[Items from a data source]
====

use std::collections::BTreeMap;

use super::domain::{DailyMetrics, MetricKey};
use super::settings::MetricRange;

/// Metric values scaled into [0, 1] by their configured range.
#[derive(Debug, Clone, PartialEq)]
pub struct NormalizedMetrics {
    values: BTreeMap<MetricKey, f64>,
}

impl NormalizedMetrics {
    pub fn get(&self, key: MetricKey) -> f64 {
        self.values.get(&key).copied().unwrap_or(0.0)
    }

    pub fn iter(&self) -> impl Iterator<Item = (MetricKey, f64)> + '_ {
        self.values.iter().map(|(key, value)| (*key, *value))
    }

    /// Average engagement across all metrics.
    pub fn mean(&self) -> f64 {
        if self.values.is_empty() {
            return 0.0;
        }
        self.values.values().sum::<f64>() / self.values.len() as f64
    }
}

/// Clamp every counter into its range. Metrics without a range pass through.
pub fn clamp_metrics(
    metrics: &DailyMetrics,
    ranges: &BTreeMap<MetricKey, MetricRange>,
) -> DailyMetrics {
    let mut clamped = *metrics;
    for key in MetricKey::ALL {
        if let Some(range) = ranges.get(&key) {
            clamped.set(key, range.clamp(metrics.value(key)));
        }
    }
    clamped
}

pub fn normalize_metrics(
    metrics: &DailyMetrics,
    ranges: &BTreeMap<MetricKey, MetricRange>,
) -> NormalizedMetrics {
    let values = MetricKey::ALL
        .into_iter()
        .map(|key| {
            let scaled = ranges
                .get(&key)
                .map(|range| range.normalize(metrics.value(key)))
                .unwrap_or(0.0);
            (key, scaled)
        })
        .collect();
    NormalizedMetrics { values }
}
use std::env;
use std::fmt;
use std::net::{IpAddr, SocketAddr};
use std::path::PathBuf;

/// Distinguishes runtime behavior for different stages of the service.
#[derive(Debug, Clone, Copy, PartialEq, Eq)]
pub enum AppEnvironment {
    Development,
    Test,
    Production,
}

impl AppEnvironment {
    fn from_str(value: &str) -> Self {
        match value.trim().to_ascii_lowercase().as_str() {
            "prod" | "production" => Self::Production,
            "test" | "ci" => Self::Test,
            _ => Self::Development,
        }
    }
}

/// Top-level configuration for the application.
#[derive(Debug, Clone)]
pub struct AppConfig {
    pub environment: AppEnvironment,
    pub server: ServerConfig,
    pub telemetry: TelemetryConfig,
    pub rewards: RewardDataConfig,
    pub store: RewardStoreConfig,
}

impl AppConfig {
    pub fn load() -> Result<Self, ConfigError> {
        dotenvy::dotenv().ok();

        let environment = AppEnvironment::from_str(
            &env::var("APP_ENV").unwrap_or_else(|_| "development".to_string()),
        );

        let host = env::var("APP_HOST").unwrap_or_else(|_| "127.0.0.1".to_string());
        let port = env::var("APP_PORT")
            .unwrap_or_else(|_| "3000".to_string())
            .parse::<u16>()
            .map_err(|_| ConfigError::InvalidPort)?;

        let log_level = env::var("APP_LOG_LEVEL").unwrap_or_else(|_| "info".to_string());

        Ok(Self {
            environment,
            server: ServerConfig { host, port },
            telemetry: TelemetryConfig { log_level },
            rewards: RewardDataConfig::from_env()?,
            store: RewardStoreConfig::from_env()?,
        })
    }
}

/// Settings controlling the HTTP server binding.
#[derive(Debug, Clone)]
pub struct ServerConfig {
    pub host: String,
    pub port: u16,
}

impl ServerConfig {
    pub fn socket_addr(&self) -> Result<SocketAddr, ConfigError> {
        if self.host.eq_ignore_ascii_case("localhost") {
            return Ok(SocketAddr::new(IpAddr::from([127, 0, 0, 1]), self.port));
        }

        let ip: IpAddr = self
            .host
            .parse()
            .map_err(|source| ConfigError::InvalidHost { source })?;

        Ok(SocketAddr::new(ip, self.port))
    }
}

/// Tracing and metrics controls.
#[derive(Debug, Clone)]
pub struct TelemetryConfig {
    pub log_level: String,
}

/// Locations of the static reward data loaded once at startup.
#[derive(Debug, Clone)]
pub struct RewardDataConfig {
    pub engine_config_path: PathBuf,
    pub conditions_path: PathBuf,
    pub scorer_path: PathBuf,
}

impl RewardDataConfig {
    fn from_env() -> Result<Self, ConfigError> {
        Ok(Self {
            engine_config_path: path_var("REWARD_CONFIG_PATH", "config/reward_config.json")?,
            conditions_path: path_var("REWARD_CONDITIONS_PATH", "config/conditions.csv")?,
            scorer_path: path_var("REWARD_SCORER_PATH", "config/scorer.json")?,
        })
    }
}

/// Where granted rewards are kept and how long they are retained.
#[derive(Debug, Clone, PartialEq, Eq)]
pub struct RewardStoreConfig {
    pub backend: StoreBackend,
    pub retention_days: u32,
}

#[derive(Debug, Clone, PartialEq, Eq)]
pub enum StoreBackend {
    /// Process-local ledger, lost on restart.
    Memory,
    /// SQLite database addressed by a `sqlite:` URL.
    Sqlite(String),
}

impl RewardStoreConfig {
    fn from_env() -> Result<Self, ConfigError> {
        let url = env::var("REWARD_STORE_URL")
            .unwrap_or_else(|_| "sqlite://karma_rewards.db".to_string());
        let url = url.trim();
        let backend = if url.eq_ignore_ascii_case("memory") {
            StoreBackend::Memory
        } else if url.starts_with("sqlite:") {
            StoreBackend::Sqlite(url.to_string())
        } else {
            return Err(ConfigError::InvalidStoreUrl);
        };

        let retention_days = env::var("REWARD_RETENTION_DAYS")
            .unwrap_or_else(|_| "30".to_string())
            .trim()
            .parse::<u32>()
            .ok()
            .filter(|days| *days > 0)
            .ok_or(ConfigError::InvalidRetention)?;

        Ok(Self {
            backend,
            retention_days,
        })
    }
}

fn path_var(name: &'static str, default: &str) -> Result<PathBuf, ConfigError> {
    match env::var(name) {
        Ok(value) if value.trim().is_empty() => Err(ConfigError::EmptyPath { variable: name }),
        Ok(value) => Ok(PathBuf::from(value.trim())),
        Err(_) => Ok(PathBuf::from(default)),
    }
}

#[derive(Debug)]
pub enum ConfigError {
    InvalidPort,
    InvalidHost { source: std::net::AddrParseError },
    EmptyPath { variable: &'static str },
    InvalidStoreUrl,
    InvalidRetention,
}

impl fmt::Display for ConfigError {
    fn fmt(&self, f: &mut fmt::Formatter<'_>) -> fmt::Result {
        match self {
            ConfigError::InvalidPort => write!(f, "APP_PORT must be a valid u16"),
            ConfigError::InvalidHost { .. } => {
                write!(f, "APP_HOST must parse to an IPv4 or IPv6 address")
            }
            ConfigError::EmptyPath { variable } => {
                write!(f, "{variable} must not be empty when set")
            }
            ConfigError::InvalidStoreUrl => {
                write!(f, "REWARD_STORE_URL must be 'memory' or a sqlite: URL")
            }
            ConfigError::InvalidRetention => {
                write!(f, "REWARD_RETENTION_DAYS must be a positive number of days")
            }
        }
    }
}

impl std::error::Error for ConfigError {
    fn source(&self) -> Option<&(dyn std::error::Error + 'static)> {
        match self {
            ConfigError::InvalidPort
            | ConfigError::EmptyPath { .. }
            | ConfigError::InvalidStoreUrl
            | ConfigError::InvalidRetention => None,
            ConfigError::InvalidHost { source } => Some(source),
        }
    }
}
use std::path::Path;
use std::str::FromStr;

use chrono::NaiveDate;
use sqlx::sqlite::{SqliteConnectOptions, SqlitePool, SqlitePoolOptions};
use tracing::info;

use super::store::{RewardRecord, RewardStore, StoreError};

const CREATE_TABLE: &str = "CREATE TABLE IF NOT EXISTS rewarded_users (
    date TEXT NOT NULL,
    user_id TEXT NOT NULL,
    box_type TEXT NOT NULL,
    rarity TEXT NOT NULL,
    karma INTEGER NOT NULL,
    recorded_at TEXT NOT NULL DEFAULT CURRENT_TIMESTAMP,
    UNIQUE (date, user_id)
)";

/// Durable grant ledger in a SQLite file. Dates are stored as ISO text so
/// range comparisons stay lexical.
#[derive(Clone)]
pub struct SqliteRewardStore {
    pool: SqlitePool,
}

impl SqliteRewardStore {
    /// Open a store from a `sqlite://` URL, creating the database if missing.
    pub async fn connect(url: &str) -> Result<Self, StoreError> {
        let options = SqliteConnectOptions::from_str(url).map_err(unavailable)?;
        Self::open_with(options).await
    }

    pub async fn open(path: impl AsRef<Path>) -> Result<Self, StoreError> {
        Self::open_with(SqliteConnectOptions::new().filename(path)).await
    }

    async fn open_with(options: SqliteConnectOptions) -> Result<Self, StoreError> {
        let pool = SqlitePoolOptions::new()
            .max_connections(4)
            .connect_with(options.create_if_missing(true))
            .await
            .map_err(unavailable)?;
        sqlx::query(CREATE_TABLE)
            .execute(&pool)
            .await
            .map_err(unavailable)?;
        info!("sqlite reward store ready");
        Ok(Self { pool })
    }

    pub async fn close(&self) {
        self.pool.close().await;
    }
}

impl RewardStore for SqliteRewardStore {
    async fn is_rewarded(&self, date: NaiveDate, user_id: &str) -> Result<bool, StoreError> {
        let found = sqlx::query("SELECT 1 FROM rewarded_users WHERE date = ?1 AND user_id = ?2")
            .bind(date.to_string())
            .bind(user_id)
            .fetch_optional(&self.pool)
            .await
            .map_err(unavailable)?;
        Ok(found.is_some())
    }

    async fn record(&self, record: RewardRecord) -> Result<(), StoreError> {
        sqlx::query(
            "INSERT INTO rewarded_users (date, user_id, box_type, rarity, karma) \
             VALUES (?1, ?2, ?3, ?4, ?5)",
        )
        .bind(record.date.to_string())
        .bind(&record.user_id)
        .bind(&record.box_type)
        .bind(record.rarity.label())
        .bind(i64::from(record.karma))
        .execute(&self.pool)
        .await
        .map_err(|err| match err {
            sqlx::Error::Database(db) if db.is_unique_violation() => StoreError::Conflict,
            other => unavailable(other),
        })?;
        Ok(())
    }

    async fn rewarded_users(&self, date: NaiveDate) -> Result<Vec<String>, StoreError> {
        sqlx::query_scalar::<_, String>(
            "SELECT user_id FROM rewarded_users WHERE date = ?1 ORDER BY user_id",
        )
        .bind(date.to_string())
        .fetch_all(&self.pool)
        .await
        .map_err(unavailable)
    }

    async fn prune_before(&self, cutoff: NaiveDate) -> Result<u64, StoreError> {
        let result = sqlx::query("DELETE FROM rewarded_users WHERE date < ?1")
            .bind(cutoff.to_string())
            .execute(&self.pool)
            .await
            .map_err(unavailable)?;
        Ok(result.rows_affected())
    }
}

fn unavailable(err: sqlx::Error) -> StoreError {
    StoreError::Unavailable(err.to_string())
}

#[cfg(test)]
mod tests {
    use super::*;
    use crate::rewards::domain::RarityTier;
    use std::path::PathBuf;
    use std::time::{SystemTime, UNIX_EPOCH};

    fn scratch_db(name: &str) -> PathBuf {
        let nanos = SystemTime::now()
            .duration_since(UNIX_EPOCH)
            .expect("clock after epoch")
            .as_nanos();
        std::env::temp_dir().join(format!(
            "karma-rewards-{name}-{}-{nanos}.db",
            std::process::id()
        ))
    }

    fn remove_db(path: &Path) {
        for suffix in ["", "-wal", "-shm"] {
            let mut file = path.as_os_str().to_owned();
            file.push(suffix);
            let _ = std::fs::remove_file(file);
        }
    }

    fn day(day: u32) -> NaiveDate {
        NaiveDate::from_ymd_opt(2025, 6, day).expect("valid date")
    }

    fn record(user_id: &str, date: NaiveDate) -> RewardRecord {
        RewardRecord {
            date,
            user_id: user_id.to_string(),
            box_type: "streak_engager".to_string(),
            rarity: RarityTier::Elite,
            karma: 37,
        }
    }

    #[tokio::test]
    async fn duplicate_grant_for_same_day_conflicts() {
        let path = scratch_db("conflict");
        let store = SqliteRewardStore::open(&path).await.expect("store opens");

        store.record(record("user_1", day(11))).await.expect("first grant");
        let err = store
            .record(record("user_1", day(11)))
            .await
            .expect_err("duplicate rejected");
        assert!(matches!(err, StoreError::Conflict));
        store
            .record(record("user_1", day(12)))
            .await
            .expect("next day is fine");

        assert!(store.is_rewarded(day(11), "user_1").await.expect("lookup"));
        assert!(!store.is_rewarded(day(11), "user_2").await.expect("lookup"));

        store.close().await;
        remove_db(&path);
    }

    #[tokio::test]
    async fn grants_survive_reopening_the_database() {
        let path = scratch_db("reopen");
        let url = format!("sqlite://{}", path.display());

        let store = SqliteRewardStore::connect(&url).await.expect("store opens");
        store.record(record("user_b", day(11))).await.expect("grant");
        store.record(record("user_a", day(11))).await.expect("grant");
        store.close().await;
        drop(store);

        let reopened = SqliteRewardStore::connect(&url).await.expect("store reopens");
        assert_eq!(
            reopened.rewarded_users(day(11)).await.expect("listing"),
            vec!["user_a".to_string(), "user_b".to_string()]
        );
        assert!(matches!(
            reopened.record(record("user_a", day(11))).await,
            Err(StoreError::Conflict)
        ));

        reopened.close().await;
        remove_db(&path);
    }

    #[tokio::test]
    async fn prune_drops_only_grants_before_the_cutoff() {
        let path = scratch_db("prune");
        let store = SqliteRewardStore::open(&path).await.expect("store opens");
        for (user, date) in [("user_old", day(1)), ("user_edge", day(10)), ("user_new", day(11))] {
            store.record(record(user, date)).await.expect("grant");
        }

        let removed = store.prune_before(day(10)).await.expect("prune");

        assert_eq!(removed, 1);
        assert!(store.rewarded_users(day(1)).await.expect("listing").is_empty());
        assert_eq!(
            store.rewarded_users(day(10)).await.expect("listing"),
            vec!["user_edge".to_string()]
        );
        assert_eq!(store.prune_before(day(10)).await.expect("prune"), 0);

        store.close().await;
        remove_db(&path);
    }
}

====

Retype exactly the lines above, from the one with "UNIQUE (date, user_id)" through the one with "pub async fn connect(url: &str)", inclusive.

→ Answer below:
    UNIQUE (date, user_id)
)";

/// Durable grant ledger in a SQLite file. Dates are stored as ISO text so
/// range comparisons stay lexical.
#[derive(Clone)]
pub struct SqliteRewardStore {
    pool: SqlitePool,
}

impl SqliteRewardStore {
    /// Open a store from a `sqlite://` URL, creating the database if missing.
    pub async fn connect(url: &str) -> Result<Self, StoreError> {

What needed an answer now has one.